The new playerstribune.com
Research
After an extensive company-wide research and audit process, we identified the following key takeaways and immediate, medium, and long term business goals:

• TPT's video content production would skyrocket over the next 6 months, and the new site had to reflect that editorial focus.

• Our audience was heavily skewed towards mobile, close to 75%, and was referred primarily via social media networks. While most at TPT consumed our content via the homepage and on their desktop, this was not how our users interacted with us. We had to build with this top of mind and re-train many key stakeholders' basic assumptions.

• TPT would be expanding globally, and our new site had to be able to distribute and curate content for the locale it was being viewed in, not just one catch-all edition.• Much of the teams editorial and athlete relations processes were painfully manual, based on "that's how we've always done it" systems, and difficult to scale.
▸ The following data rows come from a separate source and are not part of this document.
use axum::body::Body;
use axum::http::{HeaderMap, StatusCode, header};
use axum::response::{IntoResponse, Response};
use common::DocumentField;
use common::storage::{BlobId, BlobInfo, BlobStore, display_name};
use tokio_util::io::ReaderStream;

use crate::entity::student;
use crate::error::AppError;

/// Find the blob a download URL names.
///
/// `filename` may be the stored display name (`A100-photo.jpg`) or the
/// original filename (`photo.jpg`). Lookup is limited to blobs uploaded for
/// `application_number`; the newest match wins.
pub async fn resolve_by_name(
    store: &dyn BlobStore,
    application_number: &str,
    filename: &str,
) -> Result<BlobInfo, AppError> {
    if let Some(info) = store.find_by_name(filename, Some(application_number)).await? {
        return Ok(info);
    }

    let prefixed = display_name(application_number, filename);
    store
        .find_by_name(&prefixed, Some(application_number))
        .await?
        .ok_or_else(|| AppError::NotFound(format!("File '{filename}' not found")))
}

/// Find the blob linked to `field` on a student record.
pub async fn resolve_by_field(
    store: &dyn BlobStore,
    student: &student::Model,
    field: DocumentField,
) -> Result<BlobInfo, AppError> {
    let id = student.document(field).ok_or_else(|| {
        AppError::NotFound(format!(
            "No {field} uploaded for '{}'",
            student.application_number
        ))
    })?;
    Ok(store.info(&BlobId::from_uuid(id)).await?)
}

/// Find a blob by identifier, only if it was uploaded for
/// `application_number`.
pub async fn resolve_by_id(
    store: &dyn BlobStore,
    application_number: &str,
    blob_id: &str,
) -> Result<BlobInfo, AppError> {
    let id: BlobId = blob_id.parse()?;
    let info = store.info(&id).await?;
    if info.metadata.application_number != application_number {
        return Err(AppError::NotFound(format!("File '{id}' not found")));
    }
    Ok(info)
}

/// Stream a blob back to the client.
///
/// Honours `If-None-Match` against the content hash.
pub async fn blob_response(
    store: &dyn BlobStore,
    info: &BlobInfo,
    headers: &HeaderMap,
) -> Result<Response, AppError> {
    let etag_value = format!("\"{}\"", info.sha256);
    if let Some(if_none_match) = headers.get(header::IF_NONE_MATCH)
        && let Ok(val) = if_none_match.to_str()
        && (val == etag_value || val == "*")
    {
        return Ok(StatusCode::NOT_MODIFIED.into_response());
    }

    let reader = store.open_download_stream(&info.id).await?;
    let body = Body::from_stream(ReaderStream::new(reader));

    let content_type = info.content_type.clone().unwrap_or_else(|| {
        mime_guess::from_path(&info.filename)
            .first_or_octet_stream()
            .essence_str()
            .to_string()
    });

    Response::builder()
        .status(StatusCode::OK)
        .header(header::CONTENT_TYPE, content_type)
        .header(header::CONTENT_LENGTH, info.length.to_string())
        .header(
            header::CONTENT_DISPOSITION,
            content_disposition_value(&info.filename),
        )
        .header(header::ETAG, &etag_value)
        .header(header::CACHE_CONTROL, "private, no-cache")
        .body(body)
        .map_err(|e| AppError::Internal(format!("Failed to build response: {e}")))
}

/// `Content-Disposition` with an ASCII fallback and an RFC 5987 `filename*`.
fn content_disposition_value(filename: &str) -> String {
    let ascii_safe: String = filename
        .chars()
        .filter(|c| c.is_ascii_graphic() && !matches!(c, '"' | ';' | '\\'))
        .collect();
    let ascii_name = if ascii_safe.is_empty() {
        "download".to_string()
    } else {
        ascii_safe
    };

    let encoded: String = filename
        .bytes()
        .map(|b| match b {
            b'A'..=b'Z' | b'a'..=b'z' | b'0'..=b'9' | b'-' | b'.' | b'_' | b'~' => {
                String::from(b as char)
            }
            _ => format!("%{b:02X}"),
        })
        .collect();

    format!("attachment; filename=\"{ascii_name}\"; filename*=UTF-8''{encoded}")
}
use chrono::{DateTime, Utc};
use common::DocumentField;
use common::storage::BlobInfo;
use serde::Serialize;
use uuid::Uuid;

use crate::services::upload::StagedDocument;

/// One stored document from an upload request.
#[derive(Serialize, utoipa::ToSchema)]
#[serde(rename_all = "camelCase")]
pub struct UploadedFileResponse {
    /// Blob identifier, as stored in the linked record field.
    pub id: Uuid,
    /// Field the document was linked to; absent for untagged parts.
    pub field_tag: Option<DocumentField>,
    #[schema(example = "photo.jpg")]
    pub original_filename: String,
    /// Stored name, used by the download URL.
    #[schema(example = "A100-photo.jpg")]
    pub filename: String,
    pub size: u64,
    pub content_type: Option<String>,
    pub sha256: String,
}

impl From<StagedDocument> for UploadedFileResponse {
    fn from(doc: StagedDocument) -> Self {
        Self {
            id: doc.info.id.as_uuid(),
            field_tag: doc.field,
            original_filename: doc.original_filename,
            filename: doc.info.filename,
            size: doc.info.length,
            content_type: doc.info.content_type,
            sha256: doc.info.sha256,
        }
    }
}

#[derive(Serialize, utoipa::ToSchema)]
#[serde(rename_all = "camelCase")]
pub struct UploadResponse {
    #[schema(example = "Files uploaded successfully!")]
    pub message: String,
    #[schema(example = "A100")]
    pub application_number: String,
    pub files: Vec<UploadedFileResponse>,
}

/// A stored blob belonging to a student.
#[derive(Serialize, utoipa::ToSchema)]
#[serde(rename_all = "camelCase")]
pub struct DocumentResponse {
    pub id: Uuid,
    #[schema(example = "A100-photo.jpg")]
    pub filename: String,
    /// Field the blob was uploaded for.
    pub field_tag: Option<DocumentField>,
    /// Whether the student record currently links this blob.
    pub linked: bool,
    pub size: u64,
    pub content_type: Option<String>,
    pub sha256: String,
    pub upload_date: DateTime<Utc>,
    /// Relative URL that downloads exactly this blob.
    #[schema(example = "/students/A100/files/0190d2c4-0000-7000-8000-000000000000")]
    pub download_url: String,
}

impl DocumentResponse {
    pub fn new(info: BlobInfo, linked: bool) -> Self {
        let download_url = format!(
            "/students/{}/files/{}",
            encode_segment(&info.metadata.application_number),
            info.id
        );
        Self {
            id: info.id.as_uuid(),
            filename: info.filename,
            field_tag: info.metadata.field_tag,
            linked,
            size: info.length,
            content_type: info.content_type,
            sha256: info.sha256,
            upload_date: info.upload_date,
            download_url,
        }
    }
}

#[derive(Serialize, utoipa::ToSchema)]
#[serde(rename_all = "camelCase")]
pub struct DocumentListResponse {
    #[schema(example = "A100")]
    pub application_number: String,
    pub documents: Vec<DocumentResponse>,
}

/// Percent-encode one URL path segment.
fn encode_segment(segment: &str) -> String {
    segment
        .bytes()
        .map(|b| match b {
            b'A'..=b'Z' | b'a'..=b'z' | b'0'..=b'9' | b'-' | b'.' | b'_' | b'~' => {
                String::from(b as char)
            }
            _ => format!("%{b:02X}"),
        })
        .collect()
}
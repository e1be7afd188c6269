// Copyright 2025 Neuraville Inc.
// SPDX-License-Identifier: Apache-2.0

/*!
Activation feeds: each poll tick asks a feed which campaign ids became active.

- [`MockBatchGenerator`] plays a per-tick count schedule, then draws counts from a
  pool, picking ids at random from the still-inactive records.
- [`UniverseSnapshotFeed`] reloads a [`UniverseSource`] and reports the ids it
  marks active that the local universe does not.
- [`ScriptedFeed`] replays fixed batches.
*/

use std::collections::VecDeque;
use std::sync::Arc;

use async_trait::async_trait;
use rand::rngs::StdRng;
use rand::seq::SliceRandom;
use rand::SeedableRng;
use tracing::debug;

use crate::error::IngestionResult;
use crate::raw::normalize_rows;
use crate::source::UniverseSource;
use crate::universe::CampaignUniverse;

#[async_trait]
pub trait ActivationFeed: Send {
    /// Newly active ids. Ids that are unknown or already active are ignored by the caller.
    async fn next_batch(&mut self, universe: &CampaignUniverse) -> IngestionResult<Vec<u32>>;
}

#[derive(Debug, Clone, PartialEq, Eq)]
pub struct MockBatchConfig {
    /// Batch size for the first ticks, one entry per tick
    pub counts: Vec<usize>,
    /// Batch sizes drawn uniformly once `counts` is exhausted
    pub pool: Vec<usize>,
    pub seed: Option<u64>,
}

impl Default for MockBatchConfig {
    fn default() -> Self {
        Self {
            counts: vec![1],
            pool: vec![2, 4],
            seed: None,
        }
    }
}

#[derive(Debug)]
pub struct MockBatchGenerator {
    config: MockBatchConfig,
    tick: usize,
    rng: StdRng,
}

impl MockBatchGenerator {
    pub fn new(config: MockBatchConfig) -> Self {
        let rng = match config.seed {
            Some(seed) => StdRng::seed_from_u64(seed),
            None => StdRng::from_entropy(),
        };
        Self {
            config,
            tick: 0,
            rng,
        }
    }

    /// Batch size for the current tick
    fn draw_count(&mut self) -> usize {
        if let Some(count) = self.config.counts.get(self.tick) {
            return *count;
        }
        self.config
            .pool
            .choose(&mut self.rng)
            .copied()
            .or_else(|| self.config.counts.last().copied())
            .unwrap_or(1)
    }

    /// Synchronous core of [`ActivationFeed::next_batch`]
    pub fn draw(&mut self, inactive: &[u32]) -> Vec<u32> {
        let count = self.draw_count().min(inactive.len());
        self.tick += 1;
        let mut batch: Vec<u32> = inactive
            .choose_multiple(&mut self.rng, count)
            .copied()
            .collect();
        batch.sort_unstable();
        batch
    }
}

#[async_trait]
impl ActivationFeed for MockBatchGenerator {
    async fn next_batch(&mut self, universe: &CampaignUniverse) -> IngestionResult<Vec<u32>> {
        let batch = self.draw(&universe.inactive_ids());
        debug!(target: "reveal-ingestion", "Mock tick {}: {:?}", self.tick, batch);
        Ok(batch)
    }
}

/// Reports records the source marks active but the local universe does not
pub struct UniverseSnapshotFeed {
    source: Arc<dyn UniverseSource>,
}

impl UniverseSnapshotFeed {
    pub fn new(source: Arc<dyn UniverseSource>) -> Self {
        Self { source }
    }
}

#[async_trait]
impl ActivationFeed for UniverseSnapshotFeed {
    async fn next_batch(&mut self, universe: &CampaignUniverse) -> IngestionResult<Vec<u32>> {
        let rows = self.source.load().await?;
        Ok(normalize_rows(&rows)
            .into_iter()
            .filter(|row| row.active && !universe.is_active(row.numeric_id))
            .map(|row| row.numeric_id)
            .collect())
    }
}

/// Replays fixed batches, then reports nothing
#[derive(Debug, Clone, Default)]
pub struct ScriptedFeed {
    batches: VecDeque<Vec<u32>>,
}

impl ScriptedFeed {
    pub fn new(batches: impl IntoIterator<Item = Vec<u32>>) -> Self {
        Self {
            batches: batches.into_iter().collect(),
        }
    }
}

#[async_trait]
impl ActivationFeed for ScriptedFeed {
    async fn next_batch(&mut self, _universe: &CampaignUniverse) -> IngestionResult<Vec<u32>> {
        Ok(self.batches.pop_front().unwrap_or_default())
    }
}

#[cfg(test)]
mod tests {
    use super::*;
    use proptest::prelude::*;

    fn seeded(counts: Vec<usize>, pool: Vec<usize>) -> MockBatchGenerator {
        MockBatchGenerator::new(MockBatchConfig {
            counts,
            pool,
            seed: Some(3),
        })
    }

    #[test]
    fn test_schedule_then_pool() {
        let mut generator = seeded(vec![1], vec![2, 4]);
        let inactive: Vec<u32> = (1..=20).collect();

        assert_eq!(generator.draw(&inactive).len(), 1);
        for _ in 0..10 {
            let n = generator.draw(&inactive).len();
            assert!(n == 2 || n == 4, "pool draw of {n}");
        }
    }

    #[test]
    fn test_batch_capped_by_remaining() {
        let mut generator = seeded(vec![5], vec![]);
        assert_eq!(generator.draw(&[8, 9]), vec![8, 9]);
        assert!(generator.draw(&[]).is_empty());
    }

    #[test]
    fn test_same_seed_same_batches() {
        let inactive: Vec<u32> = (0..50).collect();
        let mut a = seeded(vec![1, 3], vec![2, 4]);
        let mut b = seeded(vec![1, 3], vec![2, 4]);
        for _ in 0..6 {
            assert_eq!(a.draw(&inactive), b.draw(&inactive));
        }
    }

    proptest! {
        #[test]
        fn test_batches_are_distinct_inactive_ids(
            inactive in proptest::collection::btree_set(0u32..500, 0..60),
            seed in any::<u64>(),
        ) {
            let inactive: Vec<u32> = inactive.into_iter().collect();
            let mut generator = MockBatchGenerator::new(MockBatchConfig { counts: vec![1], pool: vec![2, 4], seed: Some(seed) });
            for _ in 0..4 {
                let batch = generator.draw(&inactive);
                prop_assert!(batch.len() <= 4);
                prop_assert!(batch.iter().all(|id| inactive.contains(id)));
                let mut dedup = batch.clone();
                dedup.dedup();
                prop_assert_eq!(dedup.len(), batch.len());
            }
        }
    }

    #[tokio::test]
    async fn test_scripted_feed_runs_dry() {
        let mut feed = ScriptedFeed::new([vec![1], vec![2, 4]]);
        let universe = CampaignUniverse::new();
        assert_eq!(feed.next_batch(&universe).await.unwrap(), vec![1]);
        assert_eq!(feed.next_batch(&universe).await.unwrap(), vec![2, 4]);
        assert!(feed.next_batch(&universe).await.unwrap().is_empty());
    }
}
• Consumers and internal members alike felt the visual brand was strong, and liked the minimal presentation of content. However, the standard "article" template was limiting and beginning to get stale, unable to intuitively accommodate different story and media types.
Decide now, refine later
Armed with detailed site analytics and user research data, we explored a variety of directions for the new site. We ultimately decided to add a handful of new templates, refine the visual language, and re-organize our content layouts & discovery tactics  - keeping in mind that content composition would change drastically over the next 6 months. Given the tight time constraints, we knew we would continue to iterate aggressively and refine this living product post-launch, so we made tough judgement calls as needed to get a 1.0 out the door.
My role
We partnered with Postlight in NYC to boost our production effort as we on-boarded all new staff mid-project(s), quickly ramping up from 1 to 6 team members internally. I led design for TPT with the talented Postlight team and supported our engineers as both a designer and quasi-PM, since we were without one internally. I also made it my mission to include as much visual polish and "nice to have" features as possible, helping translate my After Effects animations into usable code.Having been with TPT since the early days and worked across practically every team, a core role I played was the unloading of institutional knowledge I had gained throughout the years. While I thought I had a good idea of what we needed to fix, I learned just as much from the new perspective fresh eyes brought with them from our new TPT team members and Postlight.
Athlete Database / CRM
While we were heads-down on the site rebuild, we also simultaneously built out the first version of our athlete database/CRM. Postlight handled the design with direction by TPT with the eventual goal of merging the two platforms. There were a number of information architecture and design decisions that had to be considered as we built as many bridges as possible between the two platforms for the initial launch(es).